Problem to solve ▸ Down to the last character, repeat the data that follows.

Data supplied ▸
_ _ _ _

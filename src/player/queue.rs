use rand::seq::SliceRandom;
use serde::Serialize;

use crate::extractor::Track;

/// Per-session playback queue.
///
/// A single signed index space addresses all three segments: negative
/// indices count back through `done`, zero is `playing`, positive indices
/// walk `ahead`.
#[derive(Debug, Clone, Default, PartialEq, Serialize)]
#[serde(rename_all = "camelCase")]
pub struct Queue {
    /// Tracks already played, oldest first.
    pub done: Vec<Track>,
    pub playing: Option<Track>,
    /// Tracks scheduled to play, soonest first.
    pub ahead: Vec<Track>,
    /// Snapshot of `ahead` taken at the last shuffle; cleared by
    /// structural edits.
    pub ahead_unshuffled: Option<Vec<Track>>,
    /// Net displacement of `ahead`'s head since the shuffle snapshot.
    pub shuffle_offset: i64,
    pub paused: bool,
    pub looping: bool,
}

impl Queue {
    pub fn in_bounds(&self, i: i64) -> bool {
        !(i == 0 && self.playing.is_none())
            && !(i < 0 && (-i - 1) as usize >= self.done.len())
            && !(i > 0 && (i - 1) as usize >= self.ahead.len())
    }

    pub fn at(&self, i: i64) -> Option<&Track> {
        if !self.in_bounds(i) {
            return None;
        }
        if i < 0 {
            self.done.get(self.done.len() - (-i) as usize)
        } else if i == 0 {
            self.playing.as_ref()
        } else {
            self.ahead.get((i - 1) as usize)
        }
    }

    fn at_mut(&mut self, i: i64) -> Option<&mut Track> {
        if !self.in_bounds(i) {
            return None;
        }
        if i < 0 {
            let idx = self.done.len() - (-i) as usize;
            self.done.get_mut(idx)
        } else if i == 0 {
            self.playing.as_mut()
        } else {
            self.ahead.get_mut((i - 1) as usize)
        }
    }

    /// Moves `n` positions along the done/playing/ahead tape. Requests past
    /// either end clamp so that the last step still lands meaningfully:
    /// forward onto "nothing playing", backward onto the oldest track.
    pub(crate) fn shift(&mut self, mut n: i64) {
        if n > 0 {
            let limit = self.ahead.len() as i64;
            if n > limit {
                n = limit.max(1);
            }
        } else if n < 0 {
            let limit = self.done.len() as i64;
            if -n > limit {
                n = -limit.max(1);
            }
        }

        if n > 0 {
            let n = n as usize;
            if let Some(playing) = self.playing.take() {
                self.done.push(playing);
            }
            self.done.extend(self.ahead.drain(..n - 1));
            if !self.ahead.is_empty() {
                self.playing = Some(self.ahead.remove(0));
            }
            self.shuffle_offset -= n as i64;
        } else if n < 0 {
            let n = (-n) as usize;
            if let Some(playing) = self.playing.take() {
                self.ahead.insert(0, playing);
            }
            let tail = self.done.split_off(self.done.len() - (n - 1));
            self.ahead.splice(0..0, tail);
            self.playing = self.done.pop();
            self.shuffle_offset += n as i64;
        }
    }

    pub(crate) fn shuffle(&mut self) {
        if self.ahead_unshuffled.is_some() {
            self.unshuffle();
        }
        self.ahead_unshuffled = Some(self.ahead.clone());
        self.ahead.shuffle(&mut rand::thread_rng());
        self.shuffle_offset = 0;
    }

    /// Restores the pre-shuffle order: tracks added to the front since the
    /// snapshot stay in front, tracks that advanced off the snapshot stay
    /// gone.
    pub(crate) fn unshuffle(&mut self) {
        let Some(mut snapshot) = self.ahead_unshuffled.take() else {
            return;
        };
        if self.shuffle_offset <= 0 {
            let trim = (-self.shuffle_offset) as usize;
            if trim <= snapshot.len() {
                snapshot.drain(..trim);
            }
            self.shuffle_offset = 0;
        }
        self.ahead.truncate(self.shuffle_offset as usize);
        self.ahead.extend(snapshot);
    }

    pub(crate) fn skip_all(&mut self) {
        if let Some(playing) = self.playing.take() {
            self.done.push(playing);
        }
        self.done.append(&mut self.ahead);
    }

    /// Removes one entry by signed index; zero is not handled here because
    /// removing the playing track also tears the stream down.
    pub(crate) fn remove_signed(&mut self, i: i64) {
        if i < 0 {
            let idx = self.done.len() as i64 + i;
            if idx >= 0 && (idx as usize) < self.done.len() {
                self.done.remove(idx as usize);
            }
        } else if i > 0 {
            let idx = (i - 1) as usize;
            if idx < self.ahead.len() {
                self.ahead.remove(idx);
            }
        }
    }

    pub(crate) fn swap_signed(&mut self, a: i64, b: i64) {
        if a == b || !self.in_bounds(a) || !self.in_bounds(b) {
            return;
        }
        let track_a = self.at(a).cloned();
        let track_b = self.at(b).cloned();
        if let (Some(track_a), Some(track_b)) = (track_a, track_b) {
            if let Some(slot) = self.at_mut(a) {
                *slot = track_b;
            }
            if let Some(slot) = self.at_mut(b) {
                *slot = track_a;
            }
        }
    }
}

_ _ _ _

Output ▸
filename src/player/queue.rs
use rand::seq::SliceRandom;
use serde::Serialize;

use crate::extractor::Track;

/// Per-session playback queue.
///
/// A single signed index space addresses all three segments: negative
/// indices count back through `done`, zero is `playing`, positive indices
/// walk `ahead`.
#[derive(Debug, Clone, Default, PartialEq, Serialize)]
#[serde(rename_all = "camelCase")]
pub struct Queue {
    /// Tracks already played, oldest first.
    pub done: Vec<Track>,
    pub playing: Option<Track>,
    /// Tracks scheduled to play, soonest first.
    pub ahead: Vec<Track>,
    /// Snapshot of `ahead` taken at the last shuffle; cleared by
    /// structural edits.
    pub ahead_unshuffled: Option<Vec<Track>>,
    /// Net displacement of `ahead`'s head since the shuffle snapshot.
    pub shuffle_offset: i64,
    pub paused: bool,
    pub looping: bool,
}

impl Queue {
    pub fn in_bounds(&self, i: i64) -> bool {
        !(i == 0 && self.playing.is_none())
            && !(i < 0 && (-i - 1) as usize >= self.done.len())
            && !(i > 0 && (i - 1) as usize >= self.ahead.len())
    }

    pub fn at(&self, i: i64) -> Option<&Track> {
        if !self.in_bounds(i) {
            return None;
        }
        if i < 0 {
            self.done.get(self.done.len() - (-i) as usize)
        } else if i == 0 {
            self.playing.as_ref()
        } else {
            self.ahead.get((i - 1) as usize)
        }
    }

    fn at_mut(&mut self, i: i64) -> Option<&mut Track> {
        if !self.in_bounds(i) {
            return None;
        }
        if i < 0 {
            let idx = self.done.len() - (-i) as usize;
            self.done.get_mut(idx)
        } else if i == 0 {
            self.playing.as_mut()
        } else {
            self.ahead.get_mut((i - 1) as usize)
        }
    }

    /// Moves `n` positions along the done/playing/ahead tape. Requests past
    /// either end clamp so that the last step still lands meaningfully:
    /// forward onto "nothing playing", backward onto the oldest track.
    pub(crate) fn shift(&mut self, mut n: i64) {
        if n > 0 {
            let limit = self.ahead.len() as i64;
            if n > limit {
                n = limit.max(1);
            }
        } else if n < 0 {
            let limit = self.done.len() as i64;
            if -n > limit {
                n = -limit.max(1);
            }
        }

        if n > 0 {
            let n = n as usize;
            if let Some(playing) = self.playing.take() {
                self.done.push(playing);
            }
            self.done.extend(self.ahead.drain(..n - 1));
            if !self.ahead.is_empty() {
                self.playing = Some(self.ahead.remove(0));
            }
            self.shuffle_offset -= n as i64;
        } else if n < 0 {
            let n = (-n) as usize;
            if let Some(playing) = self.playing.take() {
                self.ahead.insert(0, playing);
            }
            let tail = self.done.split_off(self.done.len() - (n - 1));
            self.ahead.splice(0..0, tail);
            self.playing = self.done.pop();
            self.shuffle_offset += n as i64;
        }
    }

    pub(crate) fn shuffle(&mut self) {
        if self.ahead_unshuffled.is_some() {
            self.unshuffle();
        }
        self.ahead_unshuffled = Some(self.ahead.clone());
        self.ahead.shuffle(&mut rand::thread_rng());
        self.shuffle_offset = 0;
    }

    /// Restores the pre-shuffle order: tracks added to the front since the
    /// snapshot stay in front, tracks that advanced off the snapshot stay
    /// gone.
    pub(crate) fn unshuffle(&mut self) {
        let Some(mut snapshot) = self.ahead_unshuffled.take() else {
            return;
        };
        if self.shuffle_offset <= 0 {
            let trim = (-self.shuffle_offset) as usize;
            if trim <= snapshot.len() {
                snapshot.drain(..trim);
            }
            self.shuffle_offset = 0;
        }
        self.ahead.truncate(self.shuffle_offset as usize);
        self.ahead.extend(snapshot);
    }

    pub(crate) fn skip_all(&mut self) {
        if let Some(playing) = self.playing.take() {
            self.done.push(playing);
        }
        self.done.append(&mut self.ahead);
    }

    /// Removes one entry by signed index; zero is not handled here because
    /// removing the playing track also tears the stream down.
    pub(crate) fn remove_signed(&mut self, i: i64) {
        if i < 0 {
            let idx = self.done.len() as i64 + i;
            if idx >= 0 && (idx as usize) < self.done.len() {
                self.done.remove(idx as usize);
            }
        } else if i > 0 {
            let idx = (i - 1) as usize;
            if idx < self.ahead.len() {
                self.ahead.remove(idx);
            }
        }
    }

    pub(crate) fn swap_signed(&mut self, a: i64, b: i64) {
        if a == b || !self.in_bounds(a) || !self.in_bounds(b) {
            return;
        }
        let track_a = self.at(a).cloned();
        let track_b = self.at(b).cloned();
        if let (Some(track_a), Some(track_b)) = (track_a, track_b) {
            if let Some(slot) = self.at_mut(a) {
                *slot = track_b;
            }
            if let Some(slot) = self.at_mut(b) {
                *slot = track_a;
            }
        }
    }
}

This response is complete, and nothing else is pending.